English engineer (1871–1958)

Mervyn Joseph Pius O'Gorman (19 December 1871 – 16 March 1958) was a British electrical and aircraft engineer. After working as an electrical engineer, he was appointed Superintendent of what became the Royal Aircraft Factory at Farnborough in Hampshire in 1909. In 1916, following a scandal over the quality of the aircraft used by the Royal Flying Corps, he was removed from this post but continued to act in an advisory capacity. After the war he concentrated his energies on motoring issues, particularly road safety and traffic management, and played an important part in the publication of the Highway Code. He died in 1958 in Chelsea, London.

==Birth and early life==
Mervyn Gorman was born in Brighton on 19 December 1871, the son of Edmund Anthony Gorman (1821-1912) and his third wife Margaret Eliza Barclay Crawford (1849-1899). Later in life, Mervyn readopted the O' prefix to his surname, which had been dropped by his Irish great-grandfather Thomas O'Gorman (1724–1800) after he moved to England in 1747.

Sources give various addresses for Mervyn's father: East Bergholt, Suffolk; Harrogate, Yorkshire; and Monamore, County Clare, Ireland.

His younger brother was Cecil Carleton Crawford O'Gorman, a mining engineer and painter who lived in Mexico.
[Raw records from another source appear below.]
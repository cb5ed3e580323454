pub mod client;
pub mod details;
pub mod errors;
pub mod export;
pub mod membership;
pub mod models;
pub mod reconcile;
pub mod timestamp;

pub use client::{
    ClientOptions, YouTubeClient, DEFAULT_BASE_URL, DEFAULT_HEADERS, MAX_REQUEST_ITEMS,
};
pub use details::fetch_video_details;
pub use errors::{ExportError, PlaylistError};
pub use export::{
    export_playlist, export_playlist_blocking, write_records, ExportOptions, ExportResult,
    FIELDNAMES,
};
pub use membership::{
    fetch_remote_memberships, read_membership_file, resolve_playlist_id, PageFailurePolicy,
    PlaylistTarget,
};
pub use models::{DetailRecord, MembershipEntry};
pub use reconcile::reconcile;
pub use timestamp::{epoch_seconds, file_timestamp};
use tracing::error;

use crate::client::YouTubeClient;
use crate::models::DetailRecord;
use crate::timestamp::epoch_seconds;

/// Fetch detail records for the given video ids in batches of at most
/// `max_request_items`. A failed batch is logged and contributes no records;
/// prior and subsequent batches are unaffected.
pub async fn fetch_video_details(
    client: &YouTubeClient,
    video_ids: &[String],
    max_request_items: usize,
) -> Vec<DetailRecord> {
    let mut details = Vec::new();
    if video_ids.is_empty() {
        return details;
    }
    for batch in video_ids.chunks(max_request_items.max(1)) {
        match client.list_video_details(batch).await {
            Ok(page) => {
                for item in page.items {
                    if let Some(record) = item.into_detail_record(epoch_seconds()) {
                        details.push(record);
                    }
                }
            }
            Err(err) => {
                error!(batch_size = batch.len(), error = %err, "video details request failed");
            }
        }
    }
    details
}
Mervyn was educated at St Edmund's College, Ware, at Downside School and at University College, Dublin, where he read classics and science.

==Early career==
In 1891 O'Gorman went to London to study electrical engineering at the City and Guilds Central Institution. He was elected an associate member of the Institution of Mechanical Engineers in 1893, and obtained his City and Guilds diploma in 1894, his marks being amongst the best in his year. On graduating he obtained a position as an assistant engineer at the Fowler, Waring Cables Company, and was sent to take charge of the company's cable networks in Ostend and Grenoble. Back in England he assisted with the laying of 3000 volt systems in Salford, Leicester and Taunton, and took part in experiments on the use of celluloid as an insulator. He was rapidly promoted to chief engineer, and reorganised the company's factory near London before being sent to Paris in 1895 to set up a new cable factory for a French company; in 1896 he became Fowler Waring's general manager. In 1898 Fowler Waring became part of Western Electric and O'Gorman left the company and started an engineering consultancy at 66 Victoria Street, London in partnership with E. H. Cozens-Hardy. The partnership was brought to an end in October 1908 when Cozens-Hardy left London for St Helens to take a place on the board of the glass manufacturers Pilkingtons. O'Gorman was a keen motorist, being an active member of the Automobile Club of Great Britain and Ireland, and he published a book on the subject, O'Gorman's Motoring Pocket Book, in 1904; he also wrote articles on motoring for The Times. In August 1908 at a race meeting at Brooklands, the mechanic accompanying one of the racers in the first O'Gorman Trophy race was killed in an accident after a Mercedes two-seater was taken high up on the banks to pass another car - both going at speed. The Mercedes lost control and careened across the track ejecting both occupants resulting in the death of the 21 year old mechanic.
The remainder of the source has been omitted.